Aber Sie hatten doch jetzt über Jahre die Gelegenheit, einen Bundesverkehrsminister aus den eigenen Reihen in Berlin zu haben. Da haben doch auch Sie Chancen verstreichen lassen, oder?
Schreyer: Andreas Scheuer hat gerade erst ein 1.000-Bahnhöfe-Programm ins Leben gerufen. Insgesamt fließt da rund eine Milliarde Euro, vor allem in die Barrierefreiheit. Da gab es in den letzten Jahren schon etliche Projekte, die mit viel Geld hinterlegt waren. Aber natürlich ist es so, dass wir zu viele Bahnhöfe haben, die eben nicht barrierefrei sind. Es geht ja auch nicht nur darum, dass der Bahnhof selber barrierefrei ist, sondern dass der Einstieg des Zugs zur Bahnsteighöhe passt.

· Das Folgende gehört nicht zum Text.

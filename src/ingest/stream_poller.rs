//! # Event-Stream Poll Loop
//!
//! Cancellable long-poll cycle over the event-stream queue: receive a page,
//! normalize each message, publish the batch atomically, then best-effort
//! delete the fully-consumed messages. Adapter faults enter a fixed backoff
//! and retry indefinitely; the loop terminates only on an observed stop
//! request.

use std::sync::Arc;
use std::time::Duration;

use chrono::Utc;
use tracing::{debug, error, info, warn};
use uuid::Uuid;

use crate::config::IngestConfig;
use crate::messaging::{DeleteEntry, QueueClient, RawMessage};
use crate::model::Event;
use crate::normalizer::normalize;
use crate::state::SharedState;

/// Everything one event-stream poller run needs.
pub(crate) struct StreamPollerContext {
    pub client: Arc<dyn QueueClient>,
    pub state: Arc<SharedState>,
    /// Environment-resolved queue name.
    pub queue_name: String,
    pub config: IngestConfig,
    pub session_id: Uuid,
}

/// Run the event-stream poll loop to completion.
///
/// Every exit path clears the streaming flag so the depth poller and the
/// "Live" indicator wind down with it.
pub(crate) async fn run_event_stream(ctx: StreamPollerContext) {
    info!(
        session_id = %ctx.session_id,
        queue = %ctx.queue_name,
        "Starting event-stream poller"
    );

    poll_until_stopped(&ctx).await;

    // Finally-style cleanup on every exit path.
    ctx.state.set_streaming(false);
    info!(
        session_id = %ctx.session_id,
        queue = %ctx.queue_name,
        "Event-stream poller terminated"
    );
}

async fn poll_until_stopped(ctx: &StreamPollerContext) {
    let mut queue_url: Option<String> = None;

    loop {
        // Cooperative stop check at the top of every iteration.
        if !ctx.state.is_streaming() {
            break;
        }

        let url = match &queue_url {
            Some(url) => url.clone(),
            None => {
                let resolved = tokio::select! {
                    result = ctx.client.get_queue_url(&ctx.queue_name) => result,
                    _ = ctx.state.stop_requested() => break,
                };
                match resolved {
                    Ok(url) => {
                        debug!(queue = %ctx.queue_name, url = %url, "Resolved event queue URL");
                        queue_url = Some(url.clone());
                        url
                    }
                    Err(e) => {
                        // The queue may not exist yet; treat NotFound like a
                        // transient fault and keep trying.
                        warn!(queue = %ctx.queue_name, error = %e, "Could not resolve event queue URL");
                        if backoff(&ctx.state, ctx.config.error_backoff()).await.is_break() {
                            break;
                        }
                        continue;
                    }
                }
            }
        };

        let page = tokio::select! {
            result = ctx.client.receive(
                &url,
                ctx.config.receive_max_messages,
                ctx.config.receive_wait_seconds,
            ) => result,
            _ = ctx.state.stop_requested() => break,
        };

        match page {
            // Empty page is a long-poll timeout; the wait was the pacing.
            Ok(messages) if messages.is_empty() => continue,
            Ok(messages) => {
                let (events, deletes) = process_page(&messages);

                if !events.is_empty() {
                    // Single critical section: events, chart points, and
                    // counters move together.
                    ctx.state.with_state(|state| state.apply_batch(events));
                }

                if !deletes.is_empty() {
                    if let Err(e) = ctx.client.delete_batch(&url, deletes).await {
                        warn!(queue = %ctx.queue_name, error = %e,
                            "Batch delete failed (messages will be redelivered)");
                    }
                }
            }
            Err(e) => {
                error!(
                    queue = %ctx.queue_name,
                    error = %e,
                    backoff_secs = ctx.config.error_backoff_seconds,
                    "Receive failed, backing off"
                );
                if backoff(&ctx.state, ctx.config.error_backoff()).await.is_break() {
                    break;
                }
            }
        }
    }
}

/// Normalize a received page. Delete entries accumulate only for messages
/// that were fully consumed; a message that fails normalization is skipped
/// and left in the queue for its redrive policy.
fn process_page(messages: &[RawMessage]) -> (Vec<Event>, Vec<DeleteEntry>) {
    let now = Utc::now();
    let mut events = Vec::with_capacity(messages.len());
    let mut deletes = Vec::with_capacity(messages.len());

    for message in messages {
        match normalize(&message.body, now) {
            Some(event) => {
                events.push(event);
                deletes.push(DeleteEntry::for_message(message));
            }
            None => {
                warn!(
                    message_id = %message.message_id,
                    "Dropping unparseable message (left in queue for redrive)"
                );
            }
        }
    }

    (events, deletes)
}

/// Outcome of a backoff wait.
pub(crate) enum BackoffOutcome {
    Resumed,
    Stopped,
}

impl BackoffOutcome {
    pub(crate) fn is_break(&self) -> bool {
        matches!(self, Self::Stopped)
    }
}

/// Sleep the fixed backoff interval, waking early on a stop request.
pub(crate) async fn backoff(state: &SharedState, wait: Duration) -> BackoffOutcome {
    tokio::select! {
        _ = tokio::time::sleep(wait) => BackoffOutcome::Resumed,
        _ = state.stop_requested() => BackoffOutcome::Stopped,
    }
}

Das sind komplexe Sachverhalte, die auch nicht so schnell zu lösen sind, wie ich persönlich es gerne hätte.
Man kann sich dennoch fragen, warum es mit dem Ausbau der Bahn in den letzten zwölf Jahren, in denen die CSU einen Bundesverkehrsminister gestellt hat, nicht so recht vorangegangen ist…
Schreyer: Das kann man fragen, aber es geht an der gesellschaftlichen Lebenswirklichkeit vorbei. Noch vor 15 Jahren war für die weit überwiegende Mehrheit nicht die Bahn das große Thema, sondern die Straße. Heute zu sagen, was wir hätten machen müssen, erfordert, dass wir auch die damalige Stimmungslage mit einbeziehen. In den letzten fünf Jahren hat sich das verändert, entsprechend muss man die Weichen stellen.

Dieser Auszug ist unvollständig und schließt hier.